Timing in your San Diego vegetable garden

I am reading lots of articles over the last couple of days regarding starting Fall crops but I will not be fooled again this year. Starting Fall crops may apply to the rest of the country but for those of us in the very southwest of the county, this rule does not apply. We still have another round of warm season coming to us.

Gidget says; "Rules are overrated."
The most important factor in San Diego to consider right now is how much sun the area you are planting in will receive over the next few months. If you know your property well enough, you should be able to determine how much sun each section of your garden will receive, throughout the year. This has been a two year discovery process for me, but now I think I have a grasp on how the sun will change in our north/south plot, throughout the year. We have sections that are full sun in the summer, yet get no sun at all in the winter. This is the first step to planning your year round San Diego growing season.Starting some Fall crops now for the areas that may get less sun makes sense. In your year round, full sun locations, you still have a limited window of opportunity to start more summer crops.

Our rooftop gets year round full sun
I am going to try to grow some warm season crops year round on our rooftop because it is in full sun all year long, and the rooftop stays warmer. It is yet to be seen if we will have tomatoes in January but I think we will.

Gidget is daydreaming about a mouse farm on the roof instead of year round tomatoes
I still have a lot of practice to do before I would be willing to say I know exactly how to use our climate to the fullest advantage, but I am certainly learning the general suggestions on seed packets, in catalogs, or in articles may not apply to Gidget's Garden. We have a longer warm season, and in some cases our cool season is not cool enough, like for magnificent raspberries. Of course not every rule applies every time, there are nice berries here, but it takes a specific variety and more care than growing berries in Washington state would.

This bed 2 weeks ago with bolting lettuce, chard, zucchini, and cucumbers
This bed gets full sun in summer and heavy partial sun during the rest of the year. I did well with lettuce and greens here during the winter and left some of those into early summer, partially because I wanted them on my sellers certificate, and partially because I think they are pretty when they bolt. The rest of the area is planted with zucchini and cucumbers that I started there in March. The plants were very productive but after four months, it was time to replace them  with the second round of warm season crops before the sun starts changing too much.

Newly planted bed, for second warm season
Zucchini on bottom right corner and in far left corner, along with  8 Big Bertha peppers, 1 Red Bell pepper, a Rio Grande pepper, and some various cucumbers. This bed will get at least 8 hours of full sun over the next few months.

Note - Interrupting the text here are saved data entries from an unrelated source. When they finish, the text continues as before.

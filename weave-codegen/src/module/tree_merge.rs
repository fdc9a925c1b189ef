//! Merging of markup trees registered at the same path.

use weave_ir::{Content, Node};

use super::Merged;
use crate::{Error, Result};

/// How a child is recognised among its siblings.
#[derive(Debug, PartialEq, Eq)]
enum Identity {
    /// Tag plus `name` attribute.
    Named(String, String),
    /// Tag plus position among unnamed siblings with that tag.
    Positional(String, usize),
}

fn identities(children: &[Node]) -> Vec<Identity> {
    let mut seen: Vec<&str> = Vec::new();
    children
        .iter()
        .map(|child| match child.name() {
            Some(name) => Identity::Named(child.tag.clone(), name.to_string()),
            None => {
                let ordinal = seen.iter().filter(|t| **t == child.tag).count();
                seen.push(&child.tag);
                Identity::Positional(child.tag.clone(), ordinal)
            }
        })
        .collect()
}

/// Reject nodes without a tag anywhere in the tree.
pub(crate) fn validate(node: &Node) -> Result<()> {
    if node.tag.trim().is_empty() {
        return Err(Error::structural("markup node has an empty tag"));
    }
    node.child_nodes().iter().try_for_each(validate)
}

/// Merge `incoming` into a copy of `existing`; both are document roots.
pub(crate) fn merge(target: &str, existing: &Node, incoming: Node) -> Result<Merged<Node>> {
    if existing.tag != incoming.tag {
        return Err(Error::conflict(
            target,
            format!(
                "root element is <{}> but <{}> was contributed",
                existing.tag, incoming.tag
            ),
        ));
    }

    let mut merged = existing.clone();
    let mut warnings = Vec::new();
    merge_node(&mut merged, incoming, &existing.tag, &mut warnings);
    Ok(Merged {
        value: merged,
        warnings,
    })
}

/// `at` is a slash separated trail of tags used in warnings.
fn merge_node(current: &mut Node, incoming: Node, at: &str, warnings: &mut Vec<String>) {
    for (key, value) in incoming.attributes {
        match current.attributes.get_mut(&key) {
            Some(old) if *old != value => {
                warnings.push(format!(
                    "attribute '{key}' on {at} changed from '{old}' to '{value}'"
                ));
                *old = value;
            }
            Some(_) => {}
            None => {
                current.attributes.insert(key, value);
            }
        }
    }

    let content = std::mem::take(&mut current.content);
    current.content = merge_content(content, incoming.content, at, warnings);
}

fn merge_content(current: Content, incoming: Content, at: &str, warnings: &mut Vec<String>) -> Content {
    match (current, incoming) {
        (Content::Elements(mut children), Content::Elements(new_children)) => {
            let known = identities(&children);
            let new_ids = identities(&new_children);
            for (child, id) in new_children.into_iter().zip(new_ids) {
                match known.iter().position(|k| *k == id) {
                    Some(i) => {
                        let trail = format!("{at}/{}", child.tag);
                        merge_node(&mut children[i], child, &trail, warnings);
                    }
                    None => children.push(child),
                }
            }
            Content::Elements(children)
        }
        (Content::Text(old), Content::Text(new)) => {
            if old != new {
                warnings.push(format!("text of {at} changed from '{old}' to '{new}'"));
            }
            Content::Text(new)
        }
        (Content::Elements(children), Content::Text(new)) => {
            if !children.is_empty() {
                warnings.push(format!("child elements of {at} replaced by text"));
            }
            Content::Text(new)
        }
        (Content::Text(old), Content::Elements(new_children)) => {
            if new_children.is_empty() {
                Content::Text(old)
            } else {
                warnings.push(format!("text of {at} replaced by child elements"));
                Content::Elements(new_children)
            }
        }
    }
}

#[cfg(test)]
mod tests {
    use super::*;

    fn schema(node: &str) -> Node {
        Node::new("xs:schema")
            .attr("xmlns:xs", "http://www.w3.org/2001/XMLSchema")
            .child(
                Node::new("xs:element").attr("name", "config").child(
                    Node::new("xs:complexType").child(
                        Node::new("xs:choice")
                            .attr("maxOccurs", "unbounded")
                            .child(Node::new("xs:element").attr("name", node)),
                    ),
                ),
            )
    }

    #[test]
    fn test_identical_tree_is_noop() {
        let merged = merge("etc/a.xsd", &schema("example"), schema("example")).unwrap();
        assert_eq!(merged.value, schema("example"));
        assert!(merged.warnings.is_empty());
    }

    #[test]
    fn test_named_children_merge_recursively() {
        let merged = merge("etc/a.xsd", &schema("example"), schema("other"))
            .unwrap()
            .value;

        assert_eq!(merged.child_nodes().len(), 1);
        let choice = &merged.child_nodes()[0].child_nodes()[0].child_nodes()[0];
        let names: Vec<_> = choice.child_nodes().iter().filter_map(Node::name).collect();
        assert_eq!(names, vec!["example", "other"]);
    }

    #[test]
    fn test_root_tag_mismatch_is_fatal() {
        let err = merge("etc/a.xsd", &schema("example"), Node::new("config")).unwrap_err();
        assert!(matches!(err, Error::MergeConflict { .. }));
    }

    #[test]
    fn test_attribute_last_writer_wins() {
        let a = Node::new("config").attr("version", "1");
        let b = Node::new("config").attr("version", "2").attr("lang", "en");
        let merged = merge("etc/config.xml", &a, b).unwrap();

        assert_eq!(merged.warnings.len(), 1);
        assert_eq!(merged.value.attributes["version"], "2");
        assert_eq!(merged.value.attributes.len(), 2);
    }

    #[test]
    fn test_text_last_writer_wins() {
        let a = Node::new("config").child(Node::new("label").text("One"));
        let b = Node::new("config").child(Node::new("label").text("Two"));
        let merged = merge("etc/config.xml", &a, b).unwrap();

        assert_eq!(merged.warnings.len(), 1);
        assert_eq!(merged.value.child_nodes()[0].text_content(), Some("Two"));
    }

    #[test]
    fn test_unnamed_siblings_match_by_position() {
        let a = Node::new("config")
            .child(Node::new("item").attr("a", "1"))
            .child(Node::new("item").attr("a", "2"));
        let b = Node::new("config")
            .child(Node::new("item").attr("b", "1"))
            .child(Node::new("item").attr("b", "2"))
            .child(Node::new("item").attr("b", "3"));
        let merged = merge("etc/config.xml", &a, b).unwrap().value;

        let items = merged.child_nodes();
        assert_eq!(items.len(), 3);
        assert_eq!(items[0].attributes.len(), 2);
        assert_eq!(items[1].attributes.len(), 2);
        assert_eq!(items[2].attributes.len(), 1);
    }

    #[test]
    fn test_text_and_elements() {
        let text = Node::new("config").child(Node::new("label").text("One"));
        let elements = Node::new("config").child(Node::new("label").child(Node::new("b")));
        let empty = Node::new("config").child(Node::new("label"));

        let merged = merge("a.xml", &text, elements).unwrap();
        assert_eq!(merged.warnings.len(), 1);
        assert_eq!(merged.value.child_nodes()[0].child_nodes().len(), 1);

        let merged = merge("a.xml", &text, empty.clone()).unwrap();
        assert!(merged.warnings.is_empty());
        assert_eq!(merged.value.child_nodes()[0].text_content(), Some("One"));

        let merged = merge("a.xml", &empty, text).unwrap();
        assert!(merged.warnings.is_empty());
        assert_eq!(merged.value.child_nodes()[0].text_content(), Some("One"));
    }

    #[test]
    fn test_validate_empty_tag() {
        assert!(validate(&Node::new("config").child(Node::new(""))).is_err());
        assert!(validate(&schema("example")).is_ok());
    }
}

Frijole suggests planting more beans.

Newer sunflowers, beans, and cucumbers
I put the sunflowers here a couple months ago, and they have been slow to take off, but they really seem to be coming along now. The sun changes on our plot are dramatic, this time of the year seems to be the best for maximizing sunlight in this specific place.Right now, it is full sun for most of the morning, then shaded like you see here for a little more than an hour, and then full sun again for the rest of the afternoon. Generally vegetables need at least 6-8 hours of direct sunlight to be successful. I put some beans and cucumbers here over the weekend and they seem to be doing very well.

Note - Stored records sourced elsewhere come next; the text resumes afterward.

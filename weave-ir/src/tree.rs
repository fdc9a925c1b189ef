//! Markup tree artifacts.

use indexmap::IndexMap;
use serde::{Deserialize, Serialize};

/// What a node holds between its tags.
#[derive(Debug, Clone, PartialEq, Eq, Serialize, Deserialize)]
pub enum Content {
    /// Child elements, in document order. Empty for `<tag/>`.
    Elements(Vec<Node>),
    /// Character data of a leaf node.
    Text(String),
}

impl Default for Content {
    fn default() -> Self {
        Content::Elements(Vec::new())
    }
}

/// An element in a markup tree.
///
/// Inside a merge, a node is identified by its tag plus its `name`
/// attribute, or by its position among unnamed siblings of the same tag.
#[derive(Debug, Clone, PartialEq, Eq, Serialize, Deserialize)]
pub struct Node {
    pub tag: String,
    pub attributes: IndexMap<String, String>,
    pub content: Content,
}

impl Node {
    pub fn new(tag: impl Into<String>) -> Self {
        Self {
            tag: tag.into(),
            attributes: IndexMap::new(),
            content: Content::default(),
        }
    }

    /// Set an attribute, keeping the position of an existing key.
    pub fn attr(mut self, key: impl Into<String>, value: impl Into<String>) -> Self {
        self.attributes.insert(key.into(), value.into());
        self
    }

    /// Append a child element. A text leaf becomes an element node.
    pub fn child(mut self, node: Node) -> Self {
        match &mut self.content {
            Content::Elements(children) => children.push(node),
            Content::Text(_) => self.content = Content::Elements(vec![node]),
        }
        self
    }

    pub fn children(self, nodes: impl IntoIterator<Item = Node>) -> Self {
        nodes.into_iter().fold(self, Node::child)
    }

    /// Turn this node into a text leaf.
    pub fn text(mut self, text: impl Into<String>) -> Self {
        self.content = Content::Text(text.into());
        self
    }

    /// The `name` attribute, used as merge identity.
    pub fn name(&self) -> Option<&str> {
        self.attributes.get("name").map(String::as_str)
    }

    /// Child elements; empty for text leaves.
    pub fn child_nodes(&self) -> &[Node] {
        match &self.content {
            Content::Elements(children) => children,
            Content::Text(_) => &[],
        }
    }

    pub fn text_content(&self) -> Option<&str> {
        match &self.content {
            Content::Text(text) => Some(text),
            Content::Elements(_) => None,
        }
    }

    /// First child with the given tag and `name` attribute.
    pub fn find_child(&self, tag: &str, name: &str) -> Option<&Node> {
        self.child_nodes()
            .iter()
            .find(|n| n.tag == tag && n.name() == Some(name))
    }

    /// Children with the given tag.
    pub fn children_tagged<'a>(&'a self, tag: &'a str) -> impl Iterator<Item = &'a Node> + 'a {
        self.child_nodes().iter().filter(move |n| n.tag == tag)
    }
}

/// A markup document at a path relative to the module root.
#[derive(Debug, Clone, PartialEq, Eq, Serialize, Deserialize)]
pub struct TreeArtifact {
    pub path: String,
    pub root: Node,
}

impl TreeArtifact {
    pub fn new(path: impl Into<String>, root: Node) -> Self {
        Self {
            path: path.into(),
            root,
        }
    }
}

#[cfg(test)]
mod tests {
    use super::*;

    #[test]
    fn test_node_builder() {
        let node = Node::new("xs:element")
            .attr("name", "config")
            .child(Node::new("xs:complexType"));

        assert_eq!(node.name(), Some("config"));
        assert_eq!(node.child_nodes().len(), 1);
        assert!(node.text_content().is_none());
    }

    #[test]
    fn test_attribute_order_preserved() {
        let node = Node::new("xs:element")
            .attr("name", "example")
            .attr("type", "exampleType")
            .attr("maxOccurs", "unbounded");
        let keys: Vec<_> = node.attributes.keys().map(String::as_str).collect();
        assert_eq!(keys, vec!["name", "type", "maxOccurs"]);
    }

    #[test]
    fn test_text_leaf_then_child() {
        let node = Node::new("label").text("Example").child(Node::new("b"));
        assert_eq!(node.child_nodes().len(), 1);
        assert!(node.text_content().is_none());
    }

    #[test]
    fn test_find_child() {
        let root = Node::new("xs:schema")
            .child(Node::new("xs:element").attr("name", "config"))
            .child(Node::new("xs:complexType").attr("name", "exampleType"));

        assert!(root.find_child("xs:element", "config").is_some());
        assert!(root.find_child("xs:element", "exampleType").is_none());
        assert_eq!(root.children_tagged("xs:complexType").count(), 1);
    }
}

 Evaluating sunlight may not be as big an issue if you have wide open growing spaces but for urban farmers, sunlight can be a challenge. To maximize your growing space, it pays off to know where you have good sun on every inch of your property, during each time of the year. Pay special attention to the areas around walls and fences, knowing which is the sunnier side will help for planning edibles. 

Sunflower just blooming, started in April.
If you are in San Diego, or Phoenix, or in between, you should be successful with planting a whole new warm crop starting now. There is no reason why you cannot have sunflowers in the winter here, provided they are in full sun. The seed planting and seasonal  gardening advice that you generally read may not apply to this part of the country. I would suggest you experiment with extending the warm growing season. It is also a good time to start planning your Fall seeds, and even starting some of them, for those places on your plot that do not get full sun.